Wednesday, October 20, 2010

CD of the Day: ‘The Principle of Moments,’ Robert Plant (1983)

Author’s note: In honor of Robert Plant’s new album, “Band of Joy,” I’m going back through his entire solo career to see how he got to this point.

No matter what era it’s from, a great song is a great song. You know it, you get it, you feel it. Immediately. Robert Plant’s “In the Mood” is one of those songs.

From the murky slow build to that first jangly guitar phrase to the big drum intro to Plant’s silky-smooth vocal delivery, “In the Mood” works. Plant hardly even sings much more than “I’m in the mood for a melody” over the course of nearly five and a half minutes, and yet the cut is never boring. It has an identity, movement … it makes me reach for the volume button every time.

I know tracks like “In the Mood” don’t grow on some magical music tree, but it’s a shame Plant couldn’t deliver songs like it more consistently in this first phase of his post-Zeppelin career. Because there’s just not much else to “The Principle of Moments” to get overly excited about. The unfortunately titled “Big Log” is the other major highlight, with a memorable guitar melody that is strong enough to compensate for a drum pattern that sounds like it was created on one of those synthesizers they used to have in elementary school music rooms. Plant’s vocal is more forceful and confident here, too, in a purer way than much of the other solo work to this point. I don’t know if “Big Log” was ever used in a movie, but its stark presence seems tailor made for the silver screen.

The rest of the album is a mixed bag.
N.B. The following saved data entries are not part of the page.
//! Binary entrypoint: loads a heap seed file and runs SQL against it.
//!
//! Usage: `HEAP_FUSION_SEED=seed.json heap_fusion "SELECT ..." ["SELECT ..."]`

use std::sync::Arc;

use anyhow::{anyhow, Context, Result};
use heap_fusion::{HeapFusion, HeapFusionConfig};
use heap_store::{HeapStore, SeedFile};
use tracing::info;
use tracing_subscriber::EnvFilter;

#[tokio::main]
async fn main() -> Result<()> {
    tracing_subscriber::fmt()
        .with_target(false)
        .with_env_filter(
            EnvFilter::try_from_default_env()
                .unwrap_or_else(|_| EnvFilter::new("heap_fusion=info,heap_store=info,warn")),
        )
        .init();

    let config = HeapFusionConfig::from_env()?;
    let store = HeapStore::default();
    if let Ok(path) = std::env::var("HEAP_FUSION_SEED") {
        let seed = SeedFile::from_path(&path)?;
        store
            .load_seed(&seed)
            .with_context(|| format!("load seed file {path}"))?;
    }

    let statements = std::env::args().skip(1).collect::<Vec<_>>();
    if statements.is_empty() {
        return Err(anyhow!("usage: heap_fusion <sql> [<sql> ...]"));
    }

    let engine = HeapFusion::new(Arc::new(store), config)?;
    for sql in &statements {
        let result = engine.run_query(sql).await.map_err(|err| anyhow!(err))?;
        println!(
            "{}",
            result
                .columns
                .iter()
                .map(|column| column.name.as_str())
                .collect::<Vec<_>>()
                .join("\t")
        );
        for row in result.text_rows() {
            let cells = row
                .into_iter()
                .map(|cell| cell.unwrap_or_else(|| "NULL".to_string()))
                .collect::<Vec<_>>();
            println!("{}", cells.join("\t"));
        }
        info!(rows = result.row_count(), "statement finished");
    }
    info!(
        metrics = %serde_json::to_string(&engine.metrics())?,
        "scan metrics"
    );
    Ok(())
}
Opener “Other Arms” was a huge hit for Plant at the time but doesn’t hold up, sounding like a made-for-radio factory product of commercial studio players. “Horizontal Departure,” however, is a more honest hard-charging rocker that still licks and kicks today. “Messin’ with the Mekon” has an island influence more unfortunate than “D’yer Mak’er,” while “Thru’ with the Two Step” is an effective ballad, even if it does almost drown in stereotypical ’80s keyboards. “Wreckless Love” and “Stranger Here … Than Over There” make little impact positively or negatively.

So “The Principle of Moments” finds Plant fully divested from Led Zeppelin and transitioned to full-on pop/rock mode in the grand ’80s tradition: A couple great tracks, a couple dogs, and the rest easy-to-swallow filler. It’s less consistent than his solo debut, but is great when it’s good.

I have just one final question: Why was he so obsessed with reverb?

Grade: B

Favorite Track: “In the Mood”

Least Favorite Track: “Messin’ with the Mekon”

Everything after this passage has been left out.